> **PROVIDED MATERIAL**
----------

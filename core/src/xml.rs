//! # Structural XML Model
//!
//! A minimal element tree: tag, ordered attribute map, optional text and
//! ordered children. It is not an XML parser. Trees cross the load/save
//! boundary in the attribute-map JSON form emitted by xml2js-style
//! converters:
//!
//! ```json
//! { "manifest": { "$": { "package": "com.app" }, "application": [ { "$": {} } ] } }
//! ```
//!
//! - `$` holds the attribute map.
//! - `_` holds character data.
//! - every other key is a child tag mapped to an array of elements; a bare
//!   string element is a text-only child.
//!
//! Loaded elements remember their JSON shape (key order, an empty `$`, a
//! text-only element written as `{"_": ..}` instead of a bare string), so an
//! unpatched tree saves back byte-identical. Children sharing a tag are
//! always grouped under one key, as the format requires. Elements created
//! by patches use the plain shape: `$`, then `_`, then child groups.

use crate::error::{AppError, AppResult};
use indexmap::IndexMap;
use serde_json::{Map, Value};

const ATTRS_KEY: &str = "$";
const TEXT_KEY: &str = "_";

/// One element of the tree.
#[derive(Debug, Clone, PartialEq, Eq)]
pub struct XmlNode {
    /// Element name, e.g. `activity`.
    pub tag: String,
    /// Attributes in document order. Keys are unique by construction.
    pub attributes: IndexMap<String, String>,
    /// Character data, if any.
    pub text: Option<String>,
    /// Child elements in document order.
    pub children: Vec<XmlNode>,
    form: JsonForm,
}

/// JSON shape an element was loaded with.
#[derive(Debug, Clone, Default, PartialEq, Eq)]
struct JsonForm {
    /// Written as an object even when it only holds text.
    object: bool,
    /// Object keys in their original order.
    keys: Vec<String>,
}

impl XmlNode {
    /// Creates an empty element.
    pub fn new(tag: impl Into<String>) -> Self {
        Self {
            tag: tag.into(),
            attributes: IndexMap::new(),
            text: None,
            children: Vec::new(),
            form: JsonForm::default(),
        }
    }

    /// Builder-style attribute setter.
    pub fn with_attr(mut self, key: impl Into<String>, value: impl Into<String>) -> Self {
        self.attributes.insert(key.into(), value.into());
        self
    }

    /// Builder-style text setter.
    pub fn with_text(mut self, text: impl Into<String>) -> Self {
        self.text = Some(text.into());
        self
    }

    /// Reads an attribute.
    pub fn attr(&self, key: &str) -> Option<&str> {
        self.attributes.get(key).map(String::as_str)
    }

    /// Sets an attribute, keeping its position when it already exists.
    pub fn set_attr(&mut self, key: impl Into<String>, value: impl Into<String>) {
        self.attributes.insert(key.into(), value.into());
    }

    /// Removes an attribute, keeping the order of the others.
    pub fn remove_attr(&mut self, key: &str) -> Option<String> {
        self.attributes.shift_remove(key)
    }

    /// Children with the given tag.
    pub fn children_named<'a>(&'a self, tag: &'a str) -> impl Iterator<Item = &'a XmlNode> {
        self.children.iter().filter(move |c| c.tag == tag)
    }

    /// Whether at least one child has the given tag.
    pub fn has_child(&self, tag: &str) -> bool {
        self.children.iter().any(|c| c.tag == tag)
    }

    /// First child with the given tag.
    pub fn child_mut(&mut self, tag: &str) -> Option<&mut XmlNode> {
        self.children.iter_mut().find(|c| c.tag == tag)
    }

    /// First child with the given tag whose `attr` equals `value`.
    pub fn find_child(&self, tag: &str, attr: &str, value: &str) -> Option<&XmlNode> {
        self.children
            .iter()
            .find(|c| c.tag == tag && c.attr(attr) == Some(value))
    }

    /// Mutable variant of [`XmlNode::find_child`].
    pub fn find_child_mut(&mut self, tag: &str, attr: &str, value: &str) -> Option<&mut XmlNode> {
        self.children
            .iter_mut()
            .find(|c| c.tag == tag && c.attr(attr) == Some(value))
    }

    /// Appends a child.
    pub fn push_child(&mut self, child: XmlNode) {
        self.children.push(child);
    }

    fn from_json(tag: &str, value: &Value, origin: &str) -> AppResult<Self> {
        let mut node = XmlNode::new(tag);
        let object = match value {
            Value::String(text) => return Ok(node.with_text(text.clone())),
            Value::Object(object) => {
                node.form = JsonForm {
                    object: true,
                    keys: object.keys().cloned().collect(),
                };
                object
            }
            other => {
                return Err(AppError::malformed(
                    origin,
                    format!("element <{}> is {}, expected an object", tag, kind_of(other)),
                ))
            }
        };

        for (key, entry) in object {
            match key.as_str() {
                ATTRS_KEY => {
                    let attrs = entry.as_object().ok_or_else(|| {
                        AppError::malformed(origin, format!("attributes of <{}> are not a map", tag))
                    })?;
                    for (name, attr_value) in attrs {
                        let attr_value = attr_value.as_str().ok_or_else(|| {
                            AppError::malformed(
                                origin,
                                format!("attribute '{}' of <{}> is not a string", name, tag),
                            )
                        })?;
                        node.attributes.insert(name.clone(), attr_value.to_string());
                    }
                }
                TEXT_KEY => {
                    let text = entry.as_str().ok_or_else(|| {
                        AppError::malformed(origin, format!("text of <{}> is not a string", tag))
                    })?;
                    node.text = Some(text.to_string());
                }
                child_tag => {
                    let group = entry.as_array().ok_or_else(|| {
                        AppError::malformed(
                            origin,
                            format!("children '{}' of <{}> are not an array", child_tag, tag),
                        )
                    })?;
                    for child in group {
                        node.children
                            .push(XmlNode::from_json(child_tag, child, origin)?);
                    }
                }
            }
        }

        Ok(node)
    }

    fn to_json(&self) -> Value {
        if !self.form.object && self.attributes.is_empty() && self.children.is_empty() {
            if let Some(text) = &self.text {
                return Value::String(text.clone());
            }
        }

        let mut entries: IndexMap<String, Value> = IndexMap::new();
        if !self.attributes.is_empty() || self.form.keys.iter().any(|k| k == ATTRS_KEY) {
            let attrs: Map<String, Value> = self
                .attributes
                .iter()
                .map(|(k, v)| (k.clone(), Value::String(v.clone())))
                .collect();
            entries.insert(ATTRS_KEY.to_string(), Value::Object(attrs));
        }
        if let Some(text) = &self.text {
            entries.insert(TEXT_KEY.to_string(), Value::String(text.clone()));
        }

        // Children regroup by tag in order of first appearance.
        let mut groups: IndexMap<&str, Vec<Value>> = IndexMap::new();
        for child in &self.children {
            groups.entry(&child.tag).or_default().push(child.to_json());
        }
        for (tag, group) in groups {
            entries.insert(tag.to_string(), Value::Array(group));
        }

        let mut object = Map::new();
        for key in &self.form.keys {
            if let Some(value) = entries.shift_remove(key) {
                object.insert(key.clone(), value);
            }
        }
        object.extend(entries);
        Value::Object(object)
    }
}

/// A rooted element tree.
#[derive(Debug, Clone, PartialEq, Eq)]
pub struct XmlTree {
    /// The document element.
    pub root: XmlNode,
}

impl XmlTree {
    /// Wraps a root element.
    pub fn new(root: XmlNode) -> Self {
        Self { root }
    }

    /// Builds a tree from its JSON boundary form.
    ///
    /// `origin` names the artifact in error messages.
    pub fn from_json(value: &Value, origin: &str) -> AppResult<Self> {
        let object = value.as_object().ok_or_else(|| {
            AppError::malformed(origin, format!("document is {}, expected an object", kind_of(value)))
        })?;

        let mut entries = object.iter();
        let (tag, body) = match (entries.next(), entries.next()) {
            (Some(entry), None) => entry,
            (None, _) => return Err(AppError::malformed(origin, "document has no root element")),
            (Some(_), Some(_)) => {
                return Err(AppError::malformed(origin, "document has more than one root element"))
            }
        };

        if !body.is_object() {
            return Err(AppError::malformed(
                origin,
                format!("root <{}> is {}, expected an object", tag, kind_of(body)),
            ));
        }

        Ok(Self::new(XmlNode::from_json(tag, body, origin)?))
    }

    /// Parses the JSON boundary form from text.
    pub fn parse(text: &str, origin: &str) -> AppResult<Self> {
        let value: Value = serde_json::from_str(text)
            .map_err(|e| AppError::malformed(origin, e.to_string()))?;
        Self::from_json(&value, origin)
    }

    /// Converts the tree back to its JSON boundary form.
    pub fn to_json(&self) -> Value {
        let mut object = Map::new();
        let body = match self.root.to_json() {
            Value::String(text) => {
                let mut wrapped = Map::new();
                wrapped.insert(TEXT_KEY.to_string(), Value::String(text));
                Value::Object(wrapped)
            }
            other => other,
        };
        object.insert(self.root.tag.clone(), body);
        Value::Object(object)
    }

    /// Pretty-printed JSON with a trailing newline.
    pub fn to_string_pretty(&self) -> AppResult<String> {
        let mut text = serde_json::to_string_pretty(&self.to_json())?;
        text.push('\n');
        Ok(text)
    }
}

fn kind_of(value: &Value) -> &'static str {
    match value {
        Value::Null => "null",
        Value::Bool(_) => "a boolean",
        Value::Number(_) => "a number",
        Value::String(_) => "a string",
        Value::Array(_) => "an array",
        Value::Object(_) => "an object",
    }
}
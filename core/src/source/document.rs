//! Source documents and the anchor-addressed insertion operations.

use super::anchor::{Anchor, AnchorKind, Pattern};
use crate::outcome::PatchOutcome;
use regex::Regex;
use std::path::Path;
use std::sync::OnceLock;
use tracing::{debug, warn};

/// Language of a generated source file.
#[derive(Debug, Clone, Copy, Default, PartialEq, Eq)]
pub enum SourceLanguage {
    /// `.java`
    #[default]
    Java,
    /// `.kt`
    Kotlin,
}

impl SourceLanguage {
    /// Infers the language from a file extension, defaulting to Java.
    pub fn from_path(path: &Path) -> Self {
        match path.extension().and_then(|e| e.to_str()) {
            Some("kt") | Some("kts") => SourceLanguage::Kotlin,
            _ => SourceLanguage::Java,
        }
    }

    /// Keyword that starts an import line.
    pub fn import_keyword(&self) -> &'static str {
        "import "
    }

    /// Statement terminator completing an import line.
    pub fn terminator(&self) -> &'static str {
        match self {
            SourceLanguage::Java => ";",
            SourceLanguage::Kotlin => "",
        }
    }
}

/// An opaque text buffer addressed through [`Anchor`]s.
///
/// Bytes outside inserted regions are never touched.
#[derive(Debug, Clone, PartialEq, Eq)]
pub struct SourceDocument {
    text: String,
    language: SourceLanguage,
}

impl SourceDocument {
    /// Wraps `text`.
    pub fn new(text: impl Into<String>, language: SourceLanguage) -> Self {
        Self {
            text: text.into(),
            language,
        }
    }

    /// Current contents.
    pub fn text(&self) -> &str {
        &self.text
    }

    /// Consumes the document, returning its contents.
    pub fn into_text(self) -> String {
        self.text
    }

    /// Language of the document.
    pub fn language(&self) -> SourceLanguage {
        self.language
    }

    /// Literal presence check.
    pub fn contains(&self, needle: &str) -> bool {
        self.text.contains(needle)
    }

    /// Byte offsets at which content addressed by `anchor` is inserted.
    ///
    /// - `LastImportLine`: just past the last line starting with the import
    ///   keyword (its newline included, if any).
    /// - `ClassClosingBrace`: the final `}` that is followed only by
    ///   whitespace and preceded by a newline.
    /// - `CallSite`: the end of every match.
    ///
    /// An empty result means the anchor is missing.
    pub fn resolve(&self, anchor: &Anchor) -> Vec<usize> {
        match anchor {
            Anchor::LastImportLine => self.last_import_line_end().into_iter().collect(),
            Anchor::ClassClosingBrace => closing_brace_regex()
                .find(&self.text)
                .map(|m| m.start() + 1)
                .into_iter()
                .collect(),
            Anchor::CallSite(pattern) => pattern
                .find_all(&self.text)
                .into_iter()
                .map(|r| r.end)
                .collect(),
        }
    }

    pub(crate) fn replace_text(&mut self, text: String) {
        self.text = text;
    }

    fn last_import_line_end(&self) -> Option<usize> {
        let keyword = self.language.import_keyword();
        let start = match self.text.rfind(&format!("\n{}", keyword)) {
            Some(newline) => newline + 1,
            None if self.text.starts_with(keyword) => 0,
            None => return None,
        };
        Some(match self.text[start..].find('\n') {
            Some(end) => start + end + 1,
            None => self.text.len(),
        })
    }

    fn line_indent(&self, offset: usize) -> &str {
        let line_start = self.text[..offset].rfind('\n').map_or(0, |i| i + 1);
        let line = &self.text[line_start..];
        let width = line.len() - line.trim_start_matches([' ', '\t']).len();
        &line[..width]
    }
}

fn closing_brace_regex() -> &'static Regex {
    static RE: OnceLock<Regex> = OnceLock::new();
    RE.get_or_init(|| Regex::new(r"\n\}\s*$").expect("static pattern compiles"))
}

/// Inserts `import_line` after the last existing import.
///
/// The line is completed with the language's statement terminator when it
/// lacks one, so `import a.B` and `import a.B;` are the same Java import.
/// Documents without any import line are left alone and reported as
/// [`AnchorKind::LastImportLine`] misses.
pub fn add_import(doc: &mut SourceDocument, import_line: &str) -> PatchOutcome {
    let mut line = import_line.trim_end().to_string();
    let terminator = doc.language.terminator();
    if !line.ends_with(terminator) {
        line.push_str(terminator);
    }
    let line = line.as_str();
    if doc.contains(line) {
        return PatchOutcome::AlreadyPresent;
    }

    let Some(&at) = doc.resolve(&Anchor::LastImportLine).first() else {
        return anchor_missing(AnchorKind::LastImportLine, line);
    };

    if at == doc.text.len() && !doc.text.ends_with('\n') {
        doc.text.insert_str(at, &format!("\n{}", line));
    } else {
        doc.text.insert_str(at, &format!("{}\n", line));
    }
    debug!("inserted import '{}'", line);
    PatchOutcome::applied()
}

/// Inserts `method_body` right above the final closing brace, unless
/// `method_signature` already appears in the document.
///
/// The anchor is re-resolved on every call, so successive methods land in
/// call order just above the brace.
pub fn add_method_before_closing_brace(
    doc: &mut SourceDocument,
    method_signature: &str,
    method_body: &str,
) -> PatchOutcome {
    if doc.contains(method_signature) {
        return PatchOutcome::AlreadyPresent;
    }

    let Some(&at) = doc.resolve(&Anchor::ClassClosingBrace).first() else {
        return anchor_missing(AnchorKind::ClassClosingBrace, method_signature);
    };

    let mut block = method_body.to_string();
    if !block.ends_with('\n') {
        block.push('\n');
    }
    doc.text.insert_str(at, &block);
    debug!("inserted method '{}'", method_signature);
    PatchOutcome::applied()
}

/// Inserts `call_line` on a new line after every match of `anchor`,
/// indented like the matched line.
///
/// Every match receives a copy: two matches yield two inserted lines, and
/// the outcome reports `insertions: 2`.
pub fn add_call_after_pattern(
    doc: &mut SourceDocument,
    anchor: &Pattern,
    call_line: &str,
) -> PatchOutcome {
    let line = call_line.trim();
    if doc.contains(line) {
        return PatchOutcome::AlreadyPresent;
    }

    let offsets = doc.resolve(&Anchor::CallSite(anchor.clone()));
    if offsets.is_empty() {
        return anchor_missing(AnchorKind::CallSite, anchor.as_str());
    }
    if offsets.len() > 1 {
        warn!(
            "call anchor '{}' matched {} times; '{}' is inserted after each",
            anchor.as_str(),
            offsets.len(),
            line
        );
    }

    // Back to front so earlier offsets stay valid.
    for &at in offsets.iter().rev() {
        let insertion = format!("\n{}{}", doc.line_indent(at), line);
        doc.text.insert_str(at, &insertion);
    }
    debug!("inserted call '{}' x{}", line, offsets.len());
    PatchOutcome::Applied {
        insertions: offsets.len(),
    }
}

fn anchor_missing(kind: AnchorKind, what: &str) -> PatchOutcome {
    warn!("{} anchor not found for '{}'", kind, what);
    PatchOutcome::AnchorMissing(kind)
}
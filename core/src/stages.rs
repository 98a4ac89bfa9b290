//! # Built-in Stages
//!
//! Plugin stages, each configured with static option data and built on the
//! manifest, resource and source patchers.

use crate::artifacts::ArtifactSet;
use crate::error::AppResult;
use crate::manifest::{
    ensure_style_item_with, ensure_tools_namespace, merge_config_changes, override_activity,
    TOOLS_NAMESPACE_KEY,
};
use crate::outcome::StageReport;
use crate::pipeline::PatchStage;
use crate::resources::{ensure_named_resource_with, NamedResource, ResourceList, ResourceMode};
use crate::source::{
    add_call_after_pattern, add_import, add_method_before_closing_brace, merge_generated_section,
    remove_generated_section, GeneratedSection, Pattern,
};
use indexmap::IndexMap;

/// Adds the `tools` namespace to the manifest root.
#[derive(Debug, Clone, Default)]
pub struct ToolsNamespaceStage;

impl PatchStage for ToolsNamespaceStage {
    fn name(&self) -> &str {
        "tools-namespace"
    }

    fn apply(&self, artifacts: &mut ArtifactSet) -> AppResult<StageReport> {
        let tree = artifacts.manifest_mut(self.name())?;
        let mut report = StageReport::new(self.name());
        report.record(TOOLS_NAMESPACE_KEY, ensure_tools_namespace(tree));
        Ok(report)
    }
}

/// Overrides attributes of library activities through `tools:replace`.
#[derive(Debug, Clone)]
pub struct ActivityOverrideStage {
    /// Fully qualified activity names.
    pub activity_names: Vec<String>,
    /// Attribute overrides, in `tools:replace` order.
    pub overrides: IndexMap<String, String>,
}

impl PatchStage for ActivityOverrideStage {
    fn name(&self) -> &str {
        "activity-override"
    }

    fn apply(&self, artifacts: &mut ArtifactSet) -> AppResult<StageReport> {
        let tree = artifacts.manifest_mut(self.name())?;
        let mut report = StageReport::new(self.name());
        report.record(TOOLS_NAMESPACE_KEY, ensure_tools_namespace(tree));
        for activity in &self.activity_names {
            report.record(activity.clone(), override_activity(tree, activity, &self.overrides));
        }
        Ok(report)
    }
}

/// Lets an activity handle resize-related configuration changes itself.
#[derive(Debug, Clone)]
pub struct ConfigChangesStage {
    /// Activity `android:name`, e.g. `.MainActivity`.
    pub activity_name: String,
    /// Flags to merge, in catalog order.
    pub flags: Vec<String>,
}

impl PatchStage for ConfigChangesStage {
    fn name(&self) -> &str {
        "config-changes"
    }

    fn apply(&self, artifacts: &mut ArtifactSet) -> AppResult<StageReport> {
        let tree = artifacts.manifest_mut(self.name())?;
        let mut report = StageReport::new(self.name());
        report.record(
            self.activity_name.clone(),
            merge_config_changes(tree, &self.activity_name, self.flags.as_slice()),
        );
        Ok(report)
    }
}

/// Ensures a catalog of named resources (colors by default) exists.
#[derive(Debug, Clone)]
pub struct NamedResourcesStage {
    /// Logical resource file name in the layout.
    pub file: String,
    /// Element tag of the category, e.g. `color`.
    pub category: String,
    /// Entries to ensure, in order.
    pub catalog: Vec<NamedResource>,
    /// Policy for names already present.
    pub mode: ResourceMode,
}

impl PatchStage for NamedResourcesStage {
    fn name(&self) -> &str {
        "named-resources"
    }

    fn apply(&self, artifacts: &mut ArtifactSet) -> AppResult<StageReport> {
        let tree = artifacts.resource_mut(&self.file, self.name())?;
        let mut list = ResourceList::read(&tree.root, &self.category);
        let mut report = StageReport::new(self.name());
        for entry in &self.catalog {
            let outcome = ensure_named_resource_with(&mut list, &entry.name, &entry.value, self.mode);
            report.record(format!("{} {}", self.category, entry.name), outcome);
        }
        if report.changed() {
            list.write(&mut tree.root, &self.category);
        }
        Ok(report)
    }
}

/// Ensures items on one style.
#[derive(Debug, Clone)]
pub struct StyleItemsStage {
    /// Logical resource file name in the layout.
    pub file: String,
    /// Style name, e.g. `AppTheme`.
    pub style: String,
    /// Items to ensure, in order.
    pub items: Vec<NamedResource>,
    /// Policy for names already present.
    pub mode: ResourceMode,
}

impl PatchStage for StyleItemsStage {
    fn name(&self) -> &str {
        "style-items"
    }

    fn apply(&self, artifacts: &mut ArtifactSet) -> AppResult<StageReport> {
        let tree = artifacts.resource_mut(&self.file, self.name())?;
        let mut report = StageReport::new(self.name());
        for item in &self.items {
            let outcome = ensure_style_item_with(tree, &self.style, &item.name, &item.value, self.mode);
            report.record(format!("{} {}", self.style, item.name), outcome);
        }
        Ok(report)
    }
}

/// A method to add before the class closing brace.
#[derive(Debug, Clone, PartialEq, Eq)]
pub struct MethodInjection {
    /// Presence marker, usually the method signature.
    pub signature: String,
    /// Full method text.
    pub body: String,
}

/// A line to add after a call site.
#[derive(Debug, Clone, PartialEq)]
pub struct CallInjection {
    /// Call-site pattern.
    pub anchor: Pattern,
    /// Line inserted after each match.
    pub line: String,
}

/// Imports, one method and one call-site line for a source file.
///
/// Applied in that order: imports, method, call.
#[derive(Debug, Clone)]
pub struct SourceInjectionStage {
    /// Logical source file name in the layout.
    pub target: String,
    /// Import lines, each inserted after the last existing import.
    pub required_imports: Vec<String>,
    /// Optional method insertion.
    pub method: Option<MethodInjection>,
    /// Optional call-site insertion.
    pub call: Option<CallInjection>,
}

impl PatchStage for SourceInjectionStage {
    fn name(&self) -> &str {
        "source-injection"
    }

    fn apply(&self, artifacts: &mut ArtifactSet) -> AppResult<StageReport> {
        let doc = artifacts.source_mut(&self.target, self.name())?;
        let mut report = StageReport::new(self.name());
        for import in &self.required_imports {
            report.record(import.clone(), add_import(doc, import));
        }
        if let Some(method) = &self.method {
            report.record(
                method.signature.clone(),
                add_method_before_closing_brace(doc, &method.signature, &method.body),
            );
        }
        if let Some(call) = &self.call {
            report.record(call.line.clone(), add_call_after_pattern(doc, &call.anchor, &call.line));
        }
        Ok(report)
    }
}

/// Writes or removes a fingerprinted generated section.
#[derive(Debug, Clone)]
pub struct GeneratedSectionStage {
    /// Logical source file name in the layout.
    pub target: String,
    /// Section definition.
    pub section: GeneratedSection,
    /// Remove the section instead of writing it.
    pub remove: bool,
}

impl PatchStage for GeneratedSectionStage {
    fn name(&self) -> &str {
        "generated-section"
    }

    fn apply(&self, artifacts: &mut ArtifactSet) -> AppResult<StageReport> {
        let doc = artifacts.source_mut(&self.target, self.name())?;
        let outcome = if self.remove {
            remove_generated_section(doc, &self.section.tag)
        } else {
            merge_generated_section(doc, &self.section)
        };
        let mut report = StageReport::new(self.name());
        report.record(self.section.tag.clone(), outcome);
        Ok(report)
    }
}

#[cfg(test)]
mod tests {
    use super::*;
    use crate::outcome::PatchOutcome;
    use crate::source::{SourceDocument, SourceLanguage};
    use crate::xml::{XmlNode, XmlTree};

    fn artifacts() -> ArtifactSet {
        let mut set = ArtifactSet::default();
        let mut root = XmlNode::new("manifest");
        let mut app = XmlNode::new("application");
        app.push_child(XmlNode::new("activity").with_attr("android:name", ".MainActivity"));
        root.push_child(app);
        set.manifest = Some(XmlTree::new(root));
        set.resources
            .insert("colors".into(), XmlTree::new(XmlNode::new("resources")));
        set.sources.insert(
            "main".into(),
            SourceDocument::new(
                "import a.B;\nclass Main {\n  void onCreate() {\n    super.onCreate(null);\n  }\n}\n",
                SourceLanguage::Java,
            ),
        );
        set
    }

    #[test]
    fn test_activity_override_adds_namespace() {
        let mut set = artifacts();
        let mut overrides = IndexMap::new();
        overrides.insert("android:screenOrientation".to_string(), "unspecified".to_string());
        let stage = ActivityOverrideStage {
            activity_names: vec!["com.sdk.Proxy".into()],
            overrides,
        };
        let report = stage.apply(&mut set).unwrap();
        assert_eq!(report.outcomes.len(), 2);
        let manifest = set.manifest.as_ref().unwrap();
        assert!(manifest.root.attr(TOOLS_NAMESPACE_KEY).is_some());
        assert!(!stage.apply(&mut set).unwrap().changed());
    }

    #[test]
    fn test_named_resources_writes_tree() {
        let mut set = artifacts();
        let stage = NamedResourcesStage {
            file: "colors".into(),
            category: "color".into(),
            catalog: vec![NamedResource {
                name: "activityBackground".into(),
                value: "#000000".into(),
            }],
            mode: ResourceMode::KeepExisting,
        };
        assert!(stage.apply(&mut set).unwrap().changed());
        assert!(!stage.apply(&mut set).unwrap().changed());
        let root = &set.resources["colors"].root;
        assert_eq!(root.children.len(), 1);
        assert_eq!(root.children[0].text.as_deref(), Some("#000000"));
    }

    #[test]
    fn test_source_injection_reports_each_edit() {
        let mut set = artifacts();
        let stage = SourceInjectionStage {
            target: "main".into(),
            required_imports: vec!["import c.D;".into()],
            method: Some(MethodInjection {
                signature: "void extra(".into(),
                body: "  void extra() {}\n".into(),
            }),
            call: Some(CallInjection {
                anchor: Pattern::literal("super.onCreate(null);"),
                line: "extra();".into(),
            }),
        };
        let report = stage.apply(&mut set).unwrap();
        let outcomes: Vec<_> = report.outcomes.iter().map(|o| o.outcome.clone()).collect();
        assert_eq!(outcomes, vec![PatchOutcome::applied(); 3]);
    }

    #[test]
    fn test_missing_source_is_error() {
        let mut set = artifacts();
        let stage = GeneratedSectionStage {
            target: "other".into(),
            section: GeneratedSection {
                tag: "t".into(),
                contents: "x".into(),
                anchor: Pattern::literal("class"),
                offset: 1,
                comment: "//".into(),
            },
            remove: false,
        };
        assert!(stage.apply(&mut set).is_err());
    }
}
//! # Error Handling
//!
//! Provides the unified `AppError` enum used across the workspace.
//!
//! Only fatal conditions live here. Missing nodes and unresolved anchors are
//! reported as [`crate::outcome::PatchOutcome`] values instead.

use derive_more::{Display, From};

/// The Global Error Enum.
///
/// Note: String errors default to `General`.
#[derive(Debug, Display, From)]
pub enum AppError {
    /// Wrapper for standard IO errors.
    #[display("IO Error: {_0}")]
    Io(std::io::Error),

    /// JSON (de)serialization failure.
    #[display("JSON Error: {_0}")]
    Json(serde_json::Error),

    /// YAML (de)serialization failure.
    #[display("YAML Error: {_0}")]
    Yaml(serde_yaml::Error),

    /// An anchor pattern failed to compile.
    #[display("Pattern Error: {_0}")]
    Pattern(regex::Error),

    /// An artifact could not be loaded into the structural model.
    /// Aborts the pipeline before any stage runs.
    #[from(ignore)]
    #[display("Malformed artifact '{path}': {reason}")]
    MalformedArtifact {
        /// Path or logical name of the offending artifact.
        path: String,
        /// Why it was rejected.
        reason: String,
    },

    /// Generic errors.
    #[display("General Error: {_0}")]
    General(String),
}

impl AppError {
    /// Shorthand for building a [`AppError::MalformedArtifact`].
    pub fn malformed(path: impl Into<String>, reason: impl Into<String>) -> Self {
        AppError::MalformedArtifact {
            path: path.into(),
            reason: reason.into(),
        }
    }
}

/// Manual implementation of the standard Error trait.
impl std::error::Error for AppError {}

/// Helper type alias for Result using AppError.
pub type AppResult<T> = Result<T, AppError>;

#[cfg(test)]
mod tests {
    use super::*;
    use std::io::{Error, ErrorKind};

    #[test]
    fn test_io_conversion() {
        let io_err = Error::new(ErrorKind::Other, "test");
        let app_err: AppError = io_err.into();
        assert!(matches!(app_err, AppError::Io(_)));
    }

    #[test]
    fn test_string_conversion() {
        let msg = String::from("something wrong");
        let app_err: AppError = msg.into();
        match app_err {
            AppError::General(s) => assert_eq!(s, "something wrong"),
            _ => panic!("String should convert to AppError::General"),
        }
    }

    #[test]
    fn test_malformed_display() {
        let app_err = AppError::malformed("AndroidManifest.json", "root is not an object");
        assert_eq!(
            format!("{}", app_err),
            "Malformed artifact 'AndroidManifest.json': root is not an object"
        );
    }

    #[test]
    fn test_pattern_conversion() {
        let bad = regex::Regex::new("(unclosed").unwrap_err();
        let app_err: AppError = bad.into();
        assert!(matches!(app_err, AppError::Pattern(_)));
    }
}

----------

> **YOUR TASK**
Look for "XmlTree" in each line of the material, then copy the lines where it is found.

> **TASK ANSWER**
pub struct XmlTree {
impl XmlTree {
    use crate::xml::{XmlNode, XmlTree};
        set.manifest = Some(XmlTree::new(root));
            .insert("colors".into(), XmlTree::new(XmlNode::new("resources")));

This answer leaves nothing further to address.